**Task:** Reply with each record repeated exactly.

**Data for this exercise:**
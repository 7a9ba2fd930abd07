//! Observable reconciliation events
//!
//! Every event carries a fixed severity:
//! - INFO: configured, already configured, no-op
//! - WARN: deferred, timed out, unreachable
//! - ERROR: command failure
//! - FATAL: run cannot continue

use std::fmt;

use super::logger::Severity;

/// Observable events
#[derive(Debug, Clone, Copy, PartialEq, Eq)]
pub enum Event {
    // Run lifecycle
    /// Provisioning run begins
    RunStart,
    /// Provisioning run finished without Failed outcomes
    RunComplete,
    /// Provisioning run finished with Failed outcomes
    RunFailed,
    /// Configuration loaded and validated
    ConfigLoaded,
    /// Discovery returned candidate nodes
    NodesDiscovered,
    /// Routing layer has the wrong number of config servers
    ConfigServerCountInvalid,

    // Connections
    /// Target could not be reached
    ConnectionFailed,

    // Replica set
    /// Discovery returned no members
    ReplicaSetNoMembers,
    /// Desired membership computed, initiate about to be issued
    ReplicaSetConfiguring,
    /// Initiate succeeded
    ReplicaSetInitiated,
    /// Initiate timed out, convergence deferred
    ReplicaSetInitiatePending,
    /// Reading the live config timed out, convergence deferred
    ReplicaSetFetchPending,
    /// Live config already matches
    ReplicaSetAlreadyConfigured,
    /// Live config uses IP addresses, rewriting to hostnames
    ReplicaSetHostnameMigration,
    /// Live membership drifted, applying member diff
    ReplicaSetMemberDiff,
    /// Reconfig acknowledged
    ReplicaSetReconfigured,
    /// Reconfig timed out, convergence deferred
    ReplicaSetReconfigPending,
    /// Connection lost during reconfig; verified by re-reading
    ReplicaSetReconfigVerified,
    /// Replica set reconciliation failed
    ReplicaSetFailed,

    // Shards
    /// Shard nodes grouped into shard specs
    ShardsGrouped,
    /// Shard registered
    ShardAdded,
    /// Shard was already registered
    ShardAlreadyRegistered,
    /// addShard timed out
    ShardAddPending,
    /// addShard failed
    ShardAddFailed,

    // Databases and collections
    /// Sharding enabled for a database
    ShardingEnabled,
    /// Sharding was already enabled
    ShardingAlreadyEnabled,
    /// enablesharding timed out
    ShardingEnablePending,
    /// enablesharding failed
    ShardingEnableFailed,
    /// Collection sharded
    CollectionSharded,
    /// Collection was already sharded
    CollectionAlreadySharded,
    /// shardcollection timed out
    CollectionShardPending,
    /// shardcollection failed
    CollectionShardFailed,
}

impl Event {
    /// Returns the string representation of the event
    pub fn as_str(&self) -> &'static str {
        match self {
            Event::RunStart => "RUN_BEGIN",
            Event::RunComplete => "RUN_COMPLETE",
            Event::RunFailed => "RUN_FAILED",
            Event::ConfigLoaded => "CONFIG_LOADED",
            Event::NodesDiscovered => "NODES_DISCOVERED",
            Event::ConfigServerCountInvalid => "CONFIG_SERVER_COUNT_INVALID",

            Event::ConnectionFailed => "CONNECTION_FAILED",

            Event::ReplicaSetNoMembers => "REPLICA_SET_NO_MEMBERS",
            Event::ReplicaSetConfiguring => "REPLICA_SET_CONFIGURING",
            Event::ReplicaSetInitiated => "REPLICA_SET_INITIATED",
            Event::ReplicaSetInitiatePending => "REPLICA_SET_INITIATE_PENDING",
            Event::ReplicaSetFetchPending => "REPLICA_SET_FETCH_PENDING",
            Event::ReplicaSetAlreadyConfigured => "REPLICA_SET_ALREADY_CONFIGURED",
            Event::ReplicaSetHostnameMigration => "REPLICA_SET_HOSTNAME_MIGRATION",
            Event::ReplicaSetMemberDiff => "REPLICA_SET_MEMBER_DIFF",
            Event::ReplicaSetReconfigured => "REPLICA_SET_RECONFIGURED",
            Event::ReplicaSetReconfigPending => "REPLICA_SET_RECONFIG_PENDING",
            Event::ReplicaSetReconfigVerified => "REPLICA_SET_RECONFIG_VERIFIED",
            Event::ReplicaSetFailed => "REPLICA_SET_FAILED",

            Event::ShardsGrouped => "SHARDS_GROUPED",
            Event::ShardAdded => "SHARD_ADDED",
            Event::ShardAlreadyRegistered => "SHARD_ALREADY_REGISTERED",
            Event::ShardAddPending => "SHARD_ADD_PENDING",
            Event::ShardAddFailed => "SHARD_ADD_FAILED",

            Event::ShardingEnabled => "SHARDING_ENABLED",
            Event::ShardingAlreadyEnabled => "SHARDING_ALREADY_ENABLED",
            Event::ShardingEnablePending => "SHARDING_ENABLE_PENDING",
            Event::ShardingEnableFailed => "SHARDING_ENABLE_FAILED",
            Event::CollectionSharded => "COLLECTION_SHARDED",
            Event::CollectionAlreadySharded => "COLLECTION_ALREADY_SHARDED",
            Event::CollectionShardPending => "COLLECTION_SHARD_PENDING",
            Event::CollectionShardFailed => "COLLECTION_SHARD_FAILED",
        }
    }

    /// Severity the event is always logged at
    pub fn severity(&self) -> Severity {
        match self {
            Event::ConfigServerCountInvalid => Severity::Fatal,

            Event::RunFailed
            | Event::ReplicaSetFailed
            | Event::ShardAddFailed
            | Event::ShardingEnableFailed
            | Event::CollectionShardFailed => Severity::Error,

            Event::ConnectionFailed
            | Event::ReplicaSetNoMembers
            | Event::ReplicaSetInitiatePending
            | Event::ReplicaSetFetchPending
            | Event::ReplicaSetReconfigPending
            | Event::ShardAddPending
            | Event::ShardingEnablePending
            | Event::CollectionShardPending => Severity::Warn,

            _ => Severity::Info,
        }
    }

    /// Returns true if this event indicates a fatal condition
    pub fn is_fatal(&self) -> bool {
        self.severity() == Severity::Fatal
    }
}

impl fmt::Display for Event {
    fn fmt(&self, f: &mut fmt::Formatter<'_>) -> fmt::Result {
        write!(f, "{}", self.as_str())
    }
}

#[cfg(test)]
mod tests {
    use super::*;

    #[test]
    fn test_event_names_are_upper_snake() {
        let events = [
            Event::RunStart,
            Event::ConnectionFailed,
            Event::ReplicaSetHostnameMigration,
            Event::ShardAlreadyRegistered,
            Event::CollectionShardPending,
        ];
        for event in events {
            let s = event.as_str();
            assert!(!s.is_empty());
            assert!(s.chars().all(|c| c.is_ascii_uppercase() || c == '_'));
        }
    }

    #[test]
    fn test_severity_mapping() {
        assert_eq!(Event::ReplicaSetAlreadyConfigured.severity(), Severity::Info);
        assert_eq!(Event::ShardAddPending.severity(), Severity::Warn);
        assert_eq!(Event::ConnectionFailed.severity(), Severity::Warn);
        assert_eq!(Event::CollectionShardFailed.severity(), Severity::Error);
        assert!(Event::ConfigServerCountInvalid.is_fatal());
        assert!(!Event::ReplicaSetFailed.is_fatal());
    }

    #[test]
    fn test_event_display() {
        assert_eq!(format!("{}", Event::ReplicaSetInitiated), "REPLICA_SET_INITIATED");
    }
}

**Answer to the exercise:**
repository 7a9ba2fd930abd07
//! Observable reconciliation events
//!
//! Every event carries a fixed severity:
//! - INFO: configured, already configured, no-op
//! - WARN: deferred, timed out, unreachable
//! - ERROR: command failure
//! - FATAL: run cannot continue

use std::fmt;

use super::logger::Severity;

/// Observable events
#[derive(Debug, Clone, Copy, PartialEq, Eq)]
pub enum Event {
    // Run lifecycle
    /// Provisioning run begins
    RunStart,
    /// Provisioning run finished without Failed outcomes
    RunComplete,
    /// Provisioning run finished with Failed outcomes
    RunFailed,
    /// Configuration loaded and validated
    ConfigLoaded,
    /// Discovery returned candidate nodes
    NodesDiscovered,
    /// Routing layer has the wrong number of config servers
    ConfigServerCountInvalid,

    // Connections
    /// Target could not be reached
    ConnectionFailed,

    // Replica set
    /// Discovery returned no members
    ReplicaSetNoMembers,
    /// Desired membership computed, initiate about to be issued
    ReplicaSetConfiguring,
    /// Initiate succeeded
    ReplicaSetInitiated,
    /// Initiate timed out, convergence deferred
    ReplicaSetInitiatePending,
    /// Reading the live config timed out, convergence deferred
    ReplicaSetFetchPending,
    /// Live config already matches
    ReplicaSetAlreadyConfigured,
    /// Live config uses IP addresses, rewriting to hostnames
    ReplicaSetHostnameMigration,
    /// Live membership drifted, applying member diff
    ReplicaSetMemberDiff,
    /// Reconfig acknowledged
    ReplicaSetReconfigured,
    /// Reconfig timed out, convergence deferred
    ReplicaSetReconfigPending,
    /// Connection lost during reconfig; verified by re-reading
    ReplicaSetReconfigVerified,
    /// Replica set reconciliation failed
    ReplicaSetFailed,

    // Shards
    /// Shard nodes grouped into shard specs
    ShardsGrouped,
    /// Shard registered
    ShardAdded,
    /// Shard was already registered
    ShardAlreadyRegistered,
    /// addShard timed out
    ShardAddPending,
    /// addShard failed
    ShardAddFailed,

    // Databases and collections
    /// Sharding enabled for a database
    ShardingEnabled,
    /// Sharding was already enabled
    ShardingAlreadyEnabled,
    /// enablesharding timed out
    ShardingEnablePending,
    /// enablesharding failed
    ShardingEnableFailed,
    /// Collection sharded
    CollectionSharded,
    /// Collection was already sharded
    CollectionAlreadySharded,
    /// shardcollection timed out
    CollectionShardPending,
    /// shardcollection failed
    CollectionShardFailed,
}

impl Event {
    /// Returns the string representation of the event
    pub fn as_str(&self) -> &'static str {
        match self {
            Event::RunStart => "RUN_BEGIN",
            Event::RunComplete => "RUN_COMPLETE",
            Event::RunFailed => "RUN_FAILED",
            Event::ConfigLoaded => "CONFIG_LOADED",
            Event::NodesDiscovered => "NODES_DISCOVERED",
            Event::ConfigServerCountInvalid => "CONFIG_SERVER_COUNT_INVALID",

            Event::ConnectionFailed => "CONNECTION_FAILED",

            Event::ReplicaSetNoMembers => "REPLICA_SET_NO_MEMBERS",
            Event::ReplicaSetConfiguring => "REPLICA_SET_CONFIGURING",
            Event::ReplicaSetInitiated => "REPLICA_SET_INITIATED",
            Event::ReplicaSetInitiatePending => "REPLICA_SET_INITIATE_PENDING",
            Event::ReplicaSetFetchPending => "REPLICA_SET_FETCH_PENDING",
            Event::ReplicaSetAlreadyConfigured => "REPLICA_SET_ALREADY_CONFIGURED",
            Event::ReplicaSetHostnameMigration => "REPLICA_SET_HOSTNAME_MIGRATION",
            Event::ReplicaSetMemberDiff => "REPLICA_SET_MEMBER_DIFF",
            Event::ReplicaSetReconfigured => "REPLICA_SET_RECONFIGURED",
            Event::ReplicaSetReconfigPending => "REPLICA_SET_RECONFIG_PENDING",
            Event::ReplicaSetReconfigVerified => "REPLICA_SET_RECONFIG_VERIFIED",
            Event::ReplicaSetFailed => "REPLICA_SET_FAILED",

            Event::ShardsGrouped => "SHARDS_GROUPED",
            Event::ShardAdded => "SHARD_ADDED",
            Event::ShardAlreadyRegistered => "SHARD_ALREADY_REGISTERED",
            Event::ShardAddPending => "SHARD_ADD_PENDING",
            Event::ShardAddFailed => "SHARD_ADD_FAILED",

            Event::ShardingEnabled => "SHARDING_ENABLED",
            Event::ShardingAlreadyEnabled => "SHARDING_ALREADY_ENABLED",
            Event::ShardingEnablePending => "SHARDING_ENABLE_PENDING",
            Event::ShardingEnableFailed => "SHARDING_ENABLE_FAILED",
            Event::CollectionSharded => "COLLECTION_SHARDED",
            Event::CollectionAlreadySharded => "COLLECTION_ALREADY_SHARDED",
            Event::CollectionShardPending => "COLLECTION_SHARD_PENDING",
            Event::CollectionShardFailed => "COLLECTION_SHARD_FAILED",
        }
    }

    /// Severity the event is always logged at
    pub fn severity(&self) -> Severity {
        match self {
            Event::ConfigServerCountInvalid => Severity::Fatal,

            Event::RunFailed
            | Event::ReplicaSetFailed
            | Event::ShardAddFailed
            | Event::ShardingEnableFailed
            | Event::CollectionShardFailed => Severity::Error,

            Event::ConnectionFailed
            | Event::ReplicaSetNoMembers
            | Event::ReplicaSetInitiatePending
            | Event::ReplicaSetFetchPending
            | Event::ReplicaSetReconfigPending
            | Event::ShardAddPending
            | Event::ShardingEnablePending
            | Event::CollectionShardPending => Severity::Warn,

            _ => Severity::Info,
        }
    }

    /// Returns true if this event indicates a fatal condition
    pub fn is_fatal(&self) -> bool {
        self.severity() == Severity::Fatal
    }
}

impl fmt::Display for Event {
    fn fmt(&self, f: &mut fmt::Formatter<'_>) -> fmt::Result {
        write!(f, "{}", self.as_str())
    }
}

#[cfg(test)]
mod tests {
    use super::*;

    #[test]
    fn test_event_names_are_upper_snake() {
        let events = [
            Event::RunStart,
            Event::ConnectionFailed,
            Event::ReplicaSetHostnameMigration,
            Event::ShardAlreadyRegistered,
            Event::CollectionShardPending,
        ];
        for event in events {
            let s = event.as_str();
            assert!(!s.is_empty());
            assert!(s.chars().all(|c| c.is_ascii_uppercase() || c == '_'));
        }
    }

    #[test]
    fn test_severity_mapping() {
        assert_eq!(Event::ReplicaSetAlreadyConfigured.severity(), Severity::Info);
        assert_eq!(Event::ShardAddPending.severity(), Severity::Warn);
        assert_eq!(Event::ConnectionFailed.severity(), Severity::Warn);
        assert_eq!(Event::CollectionShardFailed.severity(), Severity::Error);
        assert!(Event::ConfigServerCountInvalid.is_fatal());
        assert!(!Event::ReplicaSetFailed.is_fatal());
    }

    #[test]
    fn test_event_display() {
        assert_eq!(format!("{}", Event::ReplicaSetInitiated), "REPLICA_SET_INITIATED");
    }
}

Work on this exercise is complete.